_EXERCISE AIM:_ Look through the data below and work out how many lines contain the string "removed". Give the number alone.

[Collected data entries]
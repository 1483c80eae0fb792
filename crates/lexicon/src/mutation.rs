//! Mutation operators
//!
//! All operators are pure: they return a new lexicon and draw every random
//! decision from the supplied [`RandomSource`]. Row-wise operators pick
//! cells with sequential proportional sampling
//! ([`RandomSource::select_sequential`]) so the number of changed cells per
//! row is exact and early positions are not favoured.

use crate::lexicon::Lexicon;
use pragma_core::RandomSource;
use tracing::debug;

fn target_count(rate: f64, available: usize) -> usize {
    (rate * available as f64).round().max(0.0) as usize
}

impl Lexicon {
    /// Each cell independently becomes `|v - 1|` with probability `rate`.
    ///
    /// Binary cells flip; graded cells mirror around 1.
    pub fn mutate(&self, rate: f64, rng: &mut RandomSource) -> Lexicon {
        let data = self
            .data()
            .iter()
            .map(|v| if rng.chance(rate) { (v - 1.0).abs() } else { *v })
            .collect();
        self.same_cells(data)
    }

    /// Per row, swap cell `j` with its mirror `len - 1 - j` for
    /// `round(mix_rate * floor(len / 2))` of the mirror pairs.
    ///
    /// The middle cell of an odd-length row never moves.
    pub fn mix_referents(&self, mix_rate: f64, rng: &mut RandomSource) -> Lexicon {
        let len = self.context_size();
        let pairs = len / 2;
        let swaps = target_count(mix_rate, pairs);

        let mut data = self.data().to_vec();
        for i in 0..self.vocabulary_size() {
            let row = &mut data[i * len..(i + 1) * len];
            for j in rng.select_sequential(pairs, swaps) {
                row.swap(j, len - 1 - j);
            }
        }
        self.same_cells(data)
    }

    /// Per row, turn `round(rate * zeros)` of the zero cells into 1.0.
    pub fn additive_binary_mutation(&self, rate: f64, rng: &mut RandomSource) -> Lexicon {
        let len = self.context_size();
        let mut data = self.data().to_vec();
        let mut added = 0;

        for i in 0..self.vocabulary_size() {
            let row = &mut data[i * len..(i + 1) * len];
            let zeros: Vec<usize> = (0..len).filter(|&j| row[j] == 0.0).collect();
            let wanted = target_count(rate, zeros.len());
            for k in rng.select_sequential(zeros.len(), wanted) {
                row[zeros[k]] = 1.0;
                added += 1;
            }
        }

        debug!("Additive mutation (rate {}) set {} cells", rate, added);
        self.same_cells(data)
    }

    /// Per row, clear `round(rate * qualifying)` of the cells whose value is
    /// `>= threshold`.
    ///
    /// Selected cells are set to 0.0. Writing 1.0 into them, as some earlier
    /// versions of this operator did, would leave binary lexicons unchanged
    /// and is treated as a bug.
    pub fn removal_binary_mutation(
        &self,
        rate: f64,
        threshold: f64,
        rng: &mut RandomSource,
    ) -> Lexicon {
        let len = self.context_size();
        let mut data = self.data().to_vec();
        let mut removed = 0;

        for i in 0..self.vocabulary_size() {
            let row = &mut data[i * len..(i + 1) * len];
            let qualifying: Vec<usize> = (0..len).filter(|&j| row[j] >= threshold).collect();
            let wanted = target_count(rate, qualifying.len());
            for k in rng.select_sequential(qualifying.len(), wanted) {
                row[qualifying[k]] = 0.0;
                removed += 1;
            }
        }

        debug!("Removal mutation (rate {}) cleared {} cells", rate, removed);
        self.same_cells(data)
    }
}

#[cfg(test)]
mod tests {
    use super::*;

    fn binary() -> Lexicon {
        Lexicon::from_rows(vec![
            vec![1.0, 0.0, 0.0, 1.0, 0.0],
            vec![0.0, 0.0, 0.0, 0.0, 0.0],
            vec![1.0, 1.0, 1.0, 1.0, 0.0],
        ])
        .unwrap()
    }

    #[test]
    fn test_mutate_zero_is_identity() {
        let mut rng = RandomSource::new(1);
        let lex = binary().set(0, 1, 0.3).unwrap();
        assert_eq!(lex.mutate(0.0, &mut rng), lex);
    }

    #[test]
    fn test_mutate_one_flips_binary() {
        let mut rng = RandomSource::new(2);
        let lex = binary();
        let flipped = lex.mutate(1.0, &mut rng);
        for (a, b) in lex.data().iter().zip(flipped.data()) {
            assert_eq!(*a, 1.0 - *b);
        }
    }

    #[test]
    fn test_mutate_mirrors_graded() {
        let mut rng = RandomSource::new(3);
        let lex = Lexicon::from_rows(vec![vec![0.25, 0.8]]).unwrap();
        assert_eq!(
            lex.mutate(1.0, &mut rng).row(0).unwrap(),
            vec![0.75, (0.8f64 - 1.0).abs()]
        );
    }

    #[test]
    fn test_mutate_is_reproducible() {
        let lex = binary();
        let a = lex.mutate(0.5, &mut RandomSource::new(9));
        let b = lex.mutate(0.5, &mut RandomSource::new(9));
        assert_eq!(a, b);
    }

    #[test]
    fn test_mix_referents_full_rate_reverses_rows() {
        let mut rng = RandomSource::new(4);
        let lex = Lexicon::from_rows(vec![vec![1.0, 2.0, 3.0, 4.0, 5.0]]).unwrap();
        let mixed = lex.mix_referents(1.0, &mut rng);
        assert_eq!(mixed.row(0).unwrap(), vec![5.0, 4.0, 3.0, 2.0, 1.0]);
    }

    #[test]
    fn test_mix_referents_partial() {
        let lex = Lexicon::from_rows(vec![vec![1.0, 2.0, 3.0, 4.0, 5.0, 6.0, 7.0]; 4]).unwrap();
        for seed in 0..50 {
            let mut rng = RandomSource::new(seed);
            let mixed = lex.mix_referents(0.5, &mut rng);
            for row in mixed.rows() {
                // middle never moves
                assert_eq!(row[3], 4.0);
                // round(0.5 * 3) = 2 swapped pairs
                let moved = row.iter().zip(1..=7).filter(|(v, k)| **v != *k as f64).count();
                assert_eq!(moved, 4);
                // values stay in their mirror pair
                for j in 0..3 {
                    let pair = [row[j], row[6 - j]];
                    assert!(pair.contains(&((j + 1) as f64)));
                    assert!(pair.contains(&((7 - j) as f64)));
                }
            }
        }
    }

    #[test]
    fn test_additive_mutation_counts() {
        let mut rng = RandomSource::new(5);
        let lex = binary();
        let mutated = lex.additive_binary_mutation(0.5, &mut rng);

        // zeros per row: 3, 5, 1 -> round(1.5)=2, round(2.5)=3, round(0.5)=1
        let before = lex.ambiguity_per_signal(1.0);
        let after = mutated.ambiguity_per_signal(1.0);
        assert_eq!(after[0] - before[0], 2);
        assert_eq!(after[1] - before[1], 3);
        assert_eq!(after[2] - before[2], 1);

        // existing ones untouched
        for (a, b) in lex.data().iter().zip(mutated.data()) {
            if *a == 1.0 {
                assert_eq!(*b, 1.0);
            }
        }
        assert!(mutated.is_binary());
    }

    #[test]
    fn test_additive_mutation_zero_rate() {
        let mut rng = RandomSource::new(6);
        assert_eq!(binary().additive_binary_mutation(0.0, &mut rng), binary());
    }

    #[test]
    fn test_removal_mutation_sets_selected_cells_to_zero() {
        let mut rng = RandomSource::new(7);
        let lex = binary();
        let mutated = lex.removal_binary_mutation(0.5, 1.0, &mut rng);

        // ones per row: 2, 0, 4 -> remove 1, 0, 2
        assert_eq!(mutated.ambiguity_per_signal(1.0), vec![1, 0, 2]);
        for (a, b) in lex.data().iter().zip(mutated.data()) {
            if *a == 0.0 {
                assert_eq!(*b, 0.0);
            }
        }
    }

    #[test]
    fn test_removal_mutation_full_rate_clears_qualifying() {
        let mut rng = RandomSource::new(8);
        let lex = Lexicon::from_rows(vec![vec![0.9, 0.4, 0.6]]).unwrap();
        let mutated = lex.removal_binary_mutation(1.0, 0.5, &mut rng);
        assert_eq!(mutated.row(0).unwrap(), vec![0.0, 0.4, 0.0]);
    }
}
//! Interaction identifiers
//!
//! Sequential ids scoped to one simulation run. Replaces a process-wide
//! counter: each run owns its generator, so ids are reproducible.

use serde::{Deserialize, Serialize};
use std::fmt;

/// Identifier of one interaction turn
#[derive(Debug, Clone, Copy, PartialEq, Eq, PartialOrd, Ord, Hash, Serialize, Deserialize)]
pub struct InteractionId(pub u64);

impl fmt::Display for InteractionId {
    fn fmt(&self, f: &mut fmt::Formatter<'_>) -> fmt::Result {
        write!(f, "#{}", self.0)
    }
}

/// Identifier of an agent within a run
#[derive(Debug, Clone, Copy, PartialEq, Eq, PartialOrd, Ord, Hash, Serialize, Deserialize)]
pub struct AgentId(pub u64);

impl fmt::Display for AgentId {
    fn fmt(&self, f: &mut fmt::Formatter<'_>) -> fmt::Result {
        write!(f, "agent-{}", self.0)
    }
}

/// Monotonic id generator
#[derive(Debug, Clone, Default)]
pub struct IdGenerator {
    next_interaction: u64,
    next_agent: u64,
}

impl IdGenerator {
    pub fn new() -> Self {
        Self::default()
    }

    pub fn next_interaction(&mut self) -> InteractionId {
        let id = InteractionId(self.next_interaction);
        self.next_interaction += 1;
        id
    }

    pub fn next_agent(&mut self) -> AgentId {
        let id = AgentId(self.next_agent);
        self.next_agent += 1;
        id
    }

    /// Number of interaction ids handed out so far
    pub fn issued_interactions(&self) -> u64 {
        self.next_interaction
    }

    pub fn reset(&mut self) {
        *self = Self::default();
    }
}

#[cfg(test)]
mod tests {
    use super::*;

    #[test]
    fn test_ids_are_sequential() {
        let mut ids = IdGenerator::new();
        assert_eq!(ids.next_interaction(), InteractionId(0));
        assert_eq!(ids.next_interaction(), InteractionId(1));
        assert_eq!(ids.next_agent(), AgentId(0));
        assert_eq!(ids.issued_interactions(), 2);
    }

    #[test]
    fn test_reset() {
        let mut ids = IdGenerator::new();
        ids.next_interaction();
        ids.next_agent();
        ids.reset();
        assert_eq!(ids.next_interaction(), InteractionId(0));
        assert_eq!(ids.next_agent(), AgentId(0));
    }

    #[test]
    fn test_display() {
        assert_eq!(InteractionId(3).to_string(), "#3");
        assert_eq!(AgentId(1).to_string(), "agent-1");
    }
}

_RESULT FOR THIS TASK:_ 3